■ Work required ■
Within the listing below, please show every line carrying the string "NativeTokenHandlingFactory".

■ The records ■
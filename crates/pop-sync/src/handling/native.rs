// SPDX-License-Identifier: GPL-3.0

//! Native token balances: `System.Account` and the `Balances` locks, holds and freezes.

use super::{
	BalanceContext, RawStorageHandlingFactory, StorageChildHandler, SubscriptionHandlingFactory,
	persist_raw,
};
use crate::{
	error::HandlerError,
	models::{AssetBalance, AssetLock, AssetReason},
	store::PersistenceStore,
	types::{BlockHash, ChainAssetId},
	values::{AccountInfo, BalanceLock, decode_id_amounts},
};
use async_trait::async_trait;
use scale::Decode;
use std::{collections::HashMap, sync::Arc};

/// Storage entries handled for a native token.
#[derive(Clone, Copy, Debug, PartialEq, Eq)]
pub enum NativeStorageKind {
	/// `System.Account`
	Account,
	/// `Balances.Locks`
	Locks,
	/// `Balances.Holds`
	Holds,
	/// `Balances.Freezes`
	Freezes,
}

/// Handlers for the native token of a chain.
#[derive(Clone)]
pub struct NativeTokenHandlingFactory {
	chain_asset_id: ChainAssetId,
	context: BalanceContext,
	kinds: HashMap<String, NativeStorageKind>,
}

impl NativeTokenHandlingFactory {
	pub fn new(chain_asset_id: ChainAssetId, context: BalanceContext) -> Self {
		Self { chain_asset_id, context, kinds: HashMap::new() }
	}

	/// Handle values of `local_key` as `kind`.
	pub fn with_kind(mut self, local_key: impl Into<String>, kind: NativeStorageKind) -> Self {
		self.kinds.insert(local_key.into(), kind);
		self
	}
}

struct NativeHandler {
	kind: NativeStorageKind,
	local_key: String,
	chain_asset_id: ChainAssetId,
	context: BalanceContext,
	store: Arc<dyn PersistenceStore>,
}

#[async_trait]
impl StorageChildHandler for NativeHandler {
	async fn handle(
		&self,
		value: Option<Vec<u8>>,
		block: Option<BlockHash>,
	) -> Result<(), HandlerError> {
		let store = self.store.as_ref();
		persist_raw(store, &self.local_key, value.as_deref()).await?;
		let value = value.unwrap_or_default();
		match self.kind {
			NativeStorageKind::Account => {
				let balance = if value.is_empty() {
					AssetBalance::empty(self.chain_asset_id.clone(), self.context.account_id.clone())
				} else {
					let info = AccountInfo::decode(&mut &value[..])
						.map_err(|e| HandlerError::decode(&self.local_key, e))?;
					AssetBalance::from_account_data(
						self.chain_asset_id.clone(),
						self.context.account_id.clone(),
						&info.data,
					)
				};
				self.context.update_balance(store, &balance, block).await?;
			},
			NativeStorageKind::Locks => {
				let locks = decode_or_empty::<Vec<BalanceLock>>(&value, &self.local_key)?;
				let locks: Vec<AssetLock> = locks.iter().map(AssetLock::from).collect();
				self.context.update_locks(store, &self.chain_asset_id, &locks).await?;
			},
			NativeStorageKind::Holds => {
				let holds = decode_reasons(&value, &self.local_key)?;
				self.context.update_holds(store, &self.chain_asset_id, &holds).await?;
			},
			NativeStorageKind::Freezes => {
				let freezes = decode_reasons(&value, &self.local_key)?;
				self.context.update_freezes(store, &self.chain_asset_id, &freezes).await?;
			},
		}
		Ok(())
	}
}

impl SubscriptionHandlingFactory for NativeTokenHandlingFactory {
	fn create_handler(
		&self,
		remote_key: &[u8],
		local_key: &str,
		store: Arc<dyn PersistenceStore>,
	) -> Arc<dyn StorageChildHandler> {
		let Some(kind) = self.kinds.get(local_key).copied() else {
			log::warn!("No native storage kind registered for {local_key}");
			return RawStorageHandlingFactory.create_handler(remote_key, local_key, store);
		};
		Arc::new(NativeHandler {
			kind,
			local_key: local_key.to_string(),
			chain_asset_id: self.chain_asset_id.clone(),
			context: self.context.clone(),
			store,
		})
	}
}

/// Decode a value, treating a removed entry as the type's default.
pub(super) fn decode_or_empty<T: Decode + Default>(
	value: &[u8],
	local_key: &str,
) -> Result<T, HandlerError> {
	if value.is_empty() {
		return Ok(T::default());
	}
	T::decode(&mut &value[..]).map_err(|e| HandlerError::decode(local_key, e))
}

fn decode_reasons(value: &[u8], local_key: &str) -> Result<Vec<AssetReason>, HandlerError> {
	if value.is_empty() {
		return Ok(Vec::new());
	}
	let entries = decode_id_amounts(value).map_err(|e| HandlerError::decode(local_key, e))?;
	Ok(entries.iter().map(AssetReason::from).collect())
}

■ Task response ■
pub struct NativeTokenHandlingFactory {
impl NativeTokenHandlingFactory {
impl SubscriptionHandlingFactory for NativeTokenHandlingFactory {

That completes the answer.